» WORK ORDER:
Return each line of the records below in which the string "bodega" turns up.

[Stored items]
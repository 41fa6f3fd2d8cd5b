use hearth::hierarchy::{display_name, flatten, flatten_locations};
use hearth::parser::{parse_locations, LocationRecord};
use hearth::utils::{HierarchyError, ValidationPolicy};
use pretty_assertions::assert_eq;
use serde_json::json;

fn loc(id: &str, name: &str, parent_id: Option<&str>) -> LocationRecord {
    LocationRecord::new(id, name, parent_id)
}

fn original_names(locations: &[hearth::parser::FlattenedLocation]) -> Vec<&str> {
    locations.iter().map(|l| l.original_name.as_str()).collect()
}

#[test]
fn test_flatten_garage_example() {
    let raw = json!([
        { "id": 1, "name": "Garage" },
        { "id": 2, "name": "Shelf", "parent_id": 1 },
        { "id": 3, "name": "Box", "parent_id": 2 },
        { "id": 4, "name": "Attic" }
    ]);
    let locations = parse_locations(&raw, &ValidationPolicy::default()).unwrap();

    let flattened = flatten(&locations).unwrap();

    assert_eq!(original_names(&flattened), vec!["Attic", "Garage", "Shelf", "Box"]);
    assert_eq!(
        flattened.iter().map(|l| l.level).collect::<Vec<_>>(),
        vec![0, 0, 1, 2]
    );
    assert_eq!(flattened[0].name, "Attic");
    assert_eq!(flattened[2].name, "\u{a0}\u{a0}↳ Shelf");
    assert_eq!(flattened[3].name, "\u{a0}\u{a0}\u{a0}\u{a0}↳ Box");
    assert_eq!(flattened[3].parent_id.as_deref(), Some("2"));
}

#[test]
fn test_flatten_empty() {
    assert!(flatten(&[]).unwrap().is_empty());
}

#[test]
fn test_descendants_before_next_sibling() {
    let locations = vec![
        loc("k", "Kitchen", None),
        loc("p", "Pantry", Some("k")),
        loc("c", "Cupboard", Some("k")),
        loc("s", "Spices", Some("c")),
        loc("b", "Bedroom", None),
        loc("w", "Wardrobe", Some("b")),
    ];

    let flattened = flatten(&locations).unwrap();

    assert_eq!(
        original_names(&flattened),
        vec!["Bedroom", "Wardrobe", "Kitchen", "Cupboard", "Spices", "Pantry"]
    );
}

#[test]
fn test_child_level_is_parent_plus_one() {
    let locations = vec![
        loc("1", "House", None),
        loc("2", "Floor 1", Some("1")),
        loc("3", "Room A", Some("2")),
        loc("4", "Room B", Some("2")),
        loc("5", "Closet", Some("4")),
        loc("6", "Shed", None),
    ];

    let flattened = flatten(&locations).unwrap();
    assert_eq!(flattened.len(), locations.len());

    for entry in &flattened {
        match &entry.parent_id {
            None => assert_eq!(entry.level, 0),
            Some(parent_id) => {
                let parent = flattened.iter().find(|p| &p.id == parent_id).unwrap();
                assert_eq!(entry.level, parent.level + 1);
            }
        }
    }
}

#[test]
fn test_siblings_sorted_by_collation() {
    let locations = vec![
        loc("root", "Casa", None),
        loc("1", "bodega", Some("root")),
        loc("2", "Baño", Some("root")),
        loc("3", "Armario", Some("root")),
    ];

    let flattened = flatten(&locations).unwrap();

    assert_eq!(
        original_names(&flattened),
        vec!["Casa", "Armario", "Baño", "bodega"]
    );
}

#[test]
fn test_orphans_dropped_when_lenient() {
    let locations = vec![
        loc("1", "Garage", None),
        loc("2", "Lost Shelf", Some("missing")),
        loc("3", "Lost Box", Some("2")),
    ];

    let flattened = flatten(&locations).unwrap();

    assert_eq!(original_names(&flattened), vec!["Garage"]);
}

#[test]
fn test_orphans_rejected_when_strict() {
    let locations = vec![
        loc("1", "Garage", None),
        loc("3", "Lost Box", Some("2")),
        loc("2", "Lost Shelf", Some("missing")),
    ];
    let policy = ValidationPolicy {
        reject_orphans: true,
        ..Default::default()
    };

    let err = flatten_locations(&locations, &policy).unwrap_err();

    assert_eq!(
        err,
        HierarchyError::Orphan {
            id: "2".to_string(),
            parent_id: "missing".to_string(),
        }
    );
}

#[test]
fn test_cycle_rejected() {
    let locations = vec![
        loc("1", "Garage", None),
        loc("2", "Left", Some("3")),
        loc("3", "Right", Some("2")),
    ];

    let err = flatten(&locations).unwrap_err();

    assert_eq!(
        err,
        HierarchyError::Cycle(vec!["2".to_string(), "3".to_string(), "2".to_string()])
    );
    assert!(err.to_string().contains("2 -> 3 -> 2"));
}

#[test]
fn test_self_parent_is_a_cycle() {
    let locations = vec![loc("1", "Loop", Some("1"))];

    let err = flatten(&locations).unwrap_err();

    assert_eq!(
        err,
        HierarchyError::Cycle(vec!["1".to_string(), "1".to_string()])
    );
}

#[test]
fn test_duplicate_ids_rejected() {
    let locations = vec![loc("1", "Garage", None), loc("1", "Shelf", Some("1"))];

    let err = flatten(&locations).unwrap_err();

    assert_eq!(err, HierarchyError::DuplicateId("1".to_string()));
}

#[test]
fn test_extra_columns_preserved() {
    let raw = json!([
        { "id": "a", "name": "Garage", "household_id": "h1", "description": null }
    ]);
    let locations = parse_locations(&raw, &ValidationPolicy::default()).unwrap();

    let flattened = flatten(&locations).unwrap();

    assert_eq!(flattened[0].extra.get("household_id"), Some(&json!("h1")));
    assert!(flattened[0].extra.contains_key("description"));
}

#[test]
fn test_display_name() {
    assert_eq!(display_name("Attic", 0), "Attic");
    assert_eq!(display_name("Shelf", 1), "\u{a0}\u{a0}↳ Shelf");
    assert_eq!(
        display_name("Box", 3),
        format!("{}↳ Box", "\u{a0}".repeat(6))
    );
}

» WORKED SOLUTION:
        loc("1", "bodega", Some("root")),
        vec!["Casa", "Armario", "Baño", "bodega"]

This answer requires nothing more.